- [YOUR ASSIGNMENT]:
Search the material for the word "LogDisplay" and copy each line that holds it.
- Opening Delimiter -
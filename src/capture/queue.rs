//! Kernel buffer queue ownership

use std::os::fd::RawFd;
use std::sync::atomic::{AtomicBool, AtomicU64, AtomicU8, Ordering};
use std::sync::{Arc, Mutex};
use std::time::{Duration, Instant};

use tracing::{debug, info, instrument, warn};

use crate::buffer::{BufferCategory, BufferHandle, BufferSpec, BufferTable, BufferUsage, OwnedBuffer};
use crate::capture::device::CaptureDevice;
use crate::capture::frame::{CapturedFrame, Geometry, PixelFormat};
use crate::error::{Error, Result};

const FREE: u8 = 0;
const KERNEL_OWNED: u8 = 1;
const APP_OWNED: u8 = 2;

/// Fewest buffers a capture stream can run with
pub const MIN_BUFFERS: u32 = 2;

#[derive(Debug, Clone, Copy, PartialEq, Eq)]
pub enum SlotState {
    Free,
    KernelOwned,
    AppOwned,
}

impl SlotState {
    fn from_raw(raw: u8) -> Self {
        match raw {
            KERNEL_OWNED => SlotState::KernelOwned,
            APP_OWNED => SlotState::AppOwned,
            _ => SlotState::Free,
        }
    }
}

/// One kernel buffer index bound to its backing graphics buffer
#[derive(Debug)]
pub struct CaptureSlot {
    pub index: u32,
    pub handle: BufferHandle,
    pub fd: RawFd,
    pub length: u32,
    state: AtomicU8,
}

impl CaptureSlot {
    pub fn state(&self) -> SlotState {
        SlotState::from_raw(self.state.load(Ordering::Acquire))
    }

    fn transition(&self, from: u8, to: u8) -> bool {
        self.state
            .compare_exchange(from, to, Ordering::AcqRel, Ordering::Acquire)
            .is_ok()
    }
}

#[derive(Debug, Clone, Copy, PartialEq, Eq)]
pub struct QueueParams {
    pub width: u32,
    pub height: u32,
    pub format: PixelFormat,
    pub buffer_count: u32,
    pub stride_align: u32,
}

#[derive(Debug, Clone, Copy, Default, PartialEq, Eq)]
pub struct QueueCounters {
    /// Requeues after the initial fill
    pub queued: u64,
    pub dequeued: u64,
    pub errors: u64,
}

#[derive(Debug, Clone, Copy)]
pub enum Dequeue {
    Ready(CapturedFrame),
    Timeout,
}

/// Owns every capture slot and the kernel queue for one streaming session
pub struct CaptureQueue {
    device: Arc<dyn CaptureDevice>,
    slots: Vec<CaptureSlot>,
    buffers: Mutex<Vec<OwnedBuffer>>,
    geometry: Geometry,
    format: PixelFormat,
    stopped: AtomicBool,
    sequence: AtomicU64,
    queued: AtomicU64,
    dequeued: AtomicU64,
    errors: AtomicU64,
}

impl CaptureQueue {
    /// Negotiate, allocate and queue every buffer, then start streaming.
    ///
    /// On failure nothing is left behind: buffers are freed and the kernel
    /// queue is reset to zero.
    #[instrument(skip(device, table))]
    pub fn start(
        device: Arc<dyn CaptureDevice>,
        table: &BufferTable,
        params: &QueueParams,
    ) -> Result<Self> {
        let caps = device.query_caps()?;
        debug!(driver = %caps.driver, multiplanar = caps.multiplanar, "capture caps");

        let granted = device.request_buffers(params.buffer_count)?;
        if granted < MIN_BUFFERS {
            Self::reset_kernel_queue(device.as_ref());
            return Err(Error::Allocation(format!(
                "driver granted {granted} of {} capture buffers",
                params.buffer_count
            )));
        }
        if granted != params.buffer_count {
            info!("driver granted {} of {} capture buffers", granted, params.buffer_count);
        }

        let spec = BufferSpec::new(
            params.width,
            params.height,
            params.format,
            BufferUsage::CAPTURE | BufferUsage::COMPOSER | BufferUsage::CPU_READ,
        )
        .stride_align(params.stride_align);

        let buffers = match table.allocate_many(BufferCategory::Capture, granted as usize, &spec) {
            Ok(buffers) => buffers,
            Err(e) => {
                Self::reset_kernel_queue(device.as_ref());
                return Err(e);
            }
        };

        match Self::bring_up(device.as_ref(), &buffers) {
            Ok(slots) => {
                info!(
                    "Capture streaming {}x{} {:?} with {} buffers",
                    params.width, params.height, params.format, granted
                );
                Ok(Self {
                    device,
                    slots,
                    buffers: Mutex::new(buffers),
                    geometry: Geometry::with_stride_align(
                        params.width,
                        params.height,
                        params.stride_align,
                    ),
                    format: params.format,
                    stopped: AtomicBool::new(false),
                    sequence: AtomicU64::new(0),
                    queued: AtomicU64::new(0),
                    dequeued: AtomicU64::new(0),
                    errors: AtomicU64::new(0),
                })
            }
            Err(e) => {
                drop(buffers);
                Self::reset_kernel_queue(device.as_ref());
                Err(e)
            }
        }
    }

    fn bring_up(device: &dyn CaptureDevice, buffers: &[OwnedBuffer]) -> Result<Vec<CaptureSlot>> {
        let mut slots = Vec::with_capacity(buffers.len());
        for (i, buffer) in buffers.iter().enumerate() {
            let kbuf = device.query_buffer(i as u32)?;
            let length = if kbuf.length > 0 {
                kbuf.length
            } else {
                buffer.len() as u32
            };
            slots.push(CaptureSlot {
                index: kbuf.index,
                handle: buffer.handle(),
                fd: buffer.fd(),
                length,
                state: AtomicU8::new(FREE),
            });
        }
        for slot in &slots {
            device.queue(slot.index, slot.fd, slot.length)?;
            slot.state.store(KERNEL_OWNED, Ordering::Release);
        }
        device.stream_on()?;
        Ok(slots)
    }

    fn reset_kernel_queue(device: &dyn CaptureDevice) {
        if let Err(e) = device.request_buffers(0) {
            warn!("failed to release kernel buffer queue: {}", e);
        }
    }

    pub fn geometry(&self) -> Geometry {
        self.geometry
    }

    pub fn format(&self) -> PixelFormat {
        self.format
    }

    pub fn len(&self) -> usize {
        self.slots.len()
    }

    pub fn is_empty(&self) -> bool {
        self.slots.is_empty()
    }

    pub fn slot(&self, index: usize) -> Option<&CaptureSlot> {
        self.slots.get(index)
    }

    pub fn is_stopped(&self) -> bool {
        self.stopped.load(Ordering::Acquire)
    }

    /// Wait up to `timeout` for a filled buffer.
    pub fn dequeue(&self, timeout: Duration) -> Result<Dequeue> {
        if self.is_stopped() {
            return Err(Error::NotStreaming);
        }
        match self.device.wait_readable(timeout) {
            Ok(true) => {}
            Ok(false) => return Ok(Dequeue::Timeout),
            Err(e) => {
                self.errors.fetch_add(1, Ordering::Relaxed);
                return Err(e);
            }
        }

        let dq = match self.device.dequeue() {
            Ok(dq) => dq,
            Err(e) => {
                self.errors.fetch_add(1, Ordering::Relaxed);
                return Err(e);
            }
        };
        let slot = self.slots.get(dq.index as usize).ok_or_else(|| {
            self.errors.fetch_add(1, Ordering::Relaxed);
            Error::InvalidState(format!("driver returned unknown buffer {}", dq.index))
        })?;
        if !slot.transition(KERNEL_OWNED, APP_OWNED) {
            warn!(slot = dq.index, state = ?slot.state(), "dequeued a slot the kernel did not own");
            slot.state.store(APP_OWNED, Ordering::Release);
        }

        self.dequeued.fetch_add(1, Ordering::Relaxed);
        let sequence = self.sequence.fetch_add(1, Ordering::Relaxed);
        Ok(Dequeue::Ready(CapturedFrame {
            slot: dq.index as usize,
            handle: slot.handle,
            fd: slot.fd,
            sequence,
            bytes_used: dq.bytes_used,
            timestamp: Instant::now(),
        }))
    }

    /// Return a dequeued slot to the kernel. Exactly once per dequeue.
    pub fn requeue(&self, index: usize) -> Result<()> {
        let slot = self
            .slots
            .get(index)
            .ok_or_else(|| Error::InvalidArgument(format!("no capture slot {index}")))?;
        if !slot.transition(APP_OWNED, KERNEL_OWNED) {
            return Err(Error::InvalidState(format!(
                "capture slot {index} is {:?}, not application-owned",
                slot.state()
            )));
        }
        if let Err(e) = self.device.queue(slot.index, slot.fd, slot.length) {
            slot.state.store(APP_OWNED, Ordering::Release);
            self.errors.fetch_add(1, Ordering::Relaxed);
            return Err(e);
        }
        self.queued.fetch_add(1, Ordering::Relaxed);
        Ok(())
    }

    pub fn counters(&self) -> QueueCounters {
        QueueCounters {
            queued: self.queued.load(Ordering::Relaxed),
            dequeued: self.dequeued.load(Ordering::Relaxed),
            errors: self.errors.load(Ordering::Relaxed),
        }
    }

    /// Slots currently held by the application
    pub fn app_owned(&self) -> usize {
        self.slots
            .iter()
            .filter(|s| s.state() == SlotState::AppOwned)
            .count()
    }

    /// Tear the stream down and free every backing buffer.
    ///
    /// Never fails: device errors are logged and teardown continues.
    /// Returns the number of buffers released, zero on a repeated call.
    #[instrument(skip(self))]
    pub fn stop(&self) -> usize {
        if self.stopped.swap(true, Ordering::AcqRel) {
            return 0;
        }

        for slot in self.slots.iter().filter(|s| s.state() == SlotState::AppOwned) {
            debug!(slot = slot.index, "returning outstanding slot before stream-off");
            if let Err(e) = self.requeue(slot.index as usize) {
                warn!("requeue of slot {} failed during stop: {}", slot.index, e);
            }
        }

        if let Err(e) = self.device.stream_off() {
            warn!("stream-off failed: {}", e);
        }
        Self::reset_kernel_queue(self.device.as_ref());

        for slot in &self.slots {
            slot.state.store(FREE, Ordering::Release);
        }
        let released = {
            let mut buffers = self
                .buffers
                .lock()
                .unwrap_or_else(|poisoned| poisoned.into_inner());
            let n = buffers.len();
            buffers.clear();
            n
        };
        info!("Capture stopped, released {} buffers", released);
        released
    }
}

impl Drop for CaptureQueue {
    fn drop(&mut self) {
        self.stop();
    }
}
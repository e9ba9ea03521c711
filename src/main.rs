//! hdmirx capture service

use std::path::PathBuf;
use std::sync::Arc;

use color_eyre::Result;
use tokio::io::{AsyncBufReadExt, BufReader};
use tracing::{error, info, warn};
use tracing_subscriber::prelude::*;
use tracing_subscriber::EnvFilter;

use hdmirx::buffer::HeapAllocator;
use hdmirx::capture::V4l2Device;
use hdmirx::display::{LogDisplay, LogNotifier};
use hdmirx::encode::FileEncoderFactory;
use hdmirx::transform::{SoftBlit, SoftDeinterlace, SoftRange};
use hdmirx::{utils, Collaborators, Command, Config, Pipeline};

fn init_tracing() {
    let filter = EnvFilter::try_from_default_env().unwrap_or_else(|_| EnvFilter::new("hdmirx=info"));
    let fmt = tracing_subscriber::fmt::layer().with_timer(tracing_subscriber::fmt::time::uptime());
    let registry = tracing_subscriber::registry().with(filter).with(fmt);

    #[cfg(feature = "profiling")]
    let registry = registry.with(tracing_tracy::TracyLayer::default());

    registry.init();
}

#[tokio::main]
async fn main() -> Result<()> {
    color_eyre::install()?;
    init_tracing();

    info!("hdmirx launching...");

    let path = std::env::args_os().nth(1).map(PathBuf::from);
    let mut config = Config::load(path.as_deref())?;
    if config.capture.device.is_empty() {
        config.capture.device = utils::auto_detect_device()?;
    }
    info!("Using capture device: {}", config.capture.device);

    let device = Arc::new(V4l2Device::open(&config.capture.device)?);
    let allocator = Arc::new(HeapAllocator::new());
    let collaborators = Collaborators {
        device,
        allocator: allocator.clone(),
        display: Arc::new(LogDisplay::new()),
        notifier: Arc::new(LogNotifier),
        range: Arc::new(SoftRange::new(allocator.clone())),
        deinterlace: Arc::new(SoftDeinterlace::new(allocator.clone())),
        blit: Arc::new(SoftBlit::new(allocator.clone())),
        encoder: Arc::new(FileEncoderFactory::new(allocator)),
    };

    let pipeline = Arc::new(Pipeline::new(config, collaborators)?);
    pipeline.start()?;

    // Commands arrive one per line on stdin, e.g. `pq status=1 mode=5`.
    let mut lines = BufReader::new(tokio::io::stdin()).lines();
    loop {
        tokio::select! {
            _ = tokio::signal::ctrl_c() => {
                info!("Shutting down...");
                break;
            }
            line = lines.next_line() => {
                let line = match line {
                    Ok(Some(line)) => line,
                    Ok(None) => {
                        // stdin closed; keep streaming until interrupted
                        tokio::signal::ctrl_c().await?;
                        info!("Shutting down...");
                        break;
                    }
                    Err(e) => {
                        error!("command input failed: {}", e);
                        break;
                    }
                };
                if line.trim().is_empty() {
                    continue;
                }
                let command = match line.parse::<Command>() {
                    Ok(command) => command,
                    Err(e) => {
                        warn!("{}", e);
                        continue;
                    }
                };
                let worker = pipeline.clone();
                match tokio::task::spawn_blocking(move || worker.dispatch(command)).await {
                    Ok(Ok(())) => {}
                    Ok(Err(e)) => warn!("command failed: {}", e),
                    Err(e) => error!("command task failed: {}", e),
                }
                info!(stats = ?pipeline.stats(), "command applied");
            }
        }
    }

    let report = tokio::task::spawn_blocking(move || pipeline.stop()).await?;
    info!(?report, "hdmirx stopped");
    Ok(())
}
- Closing Delimiter -
- [FINISHED TASK]:
use hdmirx::display::{LogDisplay, LogNotifier};
        display: Arc::new(LogDisplay::new()),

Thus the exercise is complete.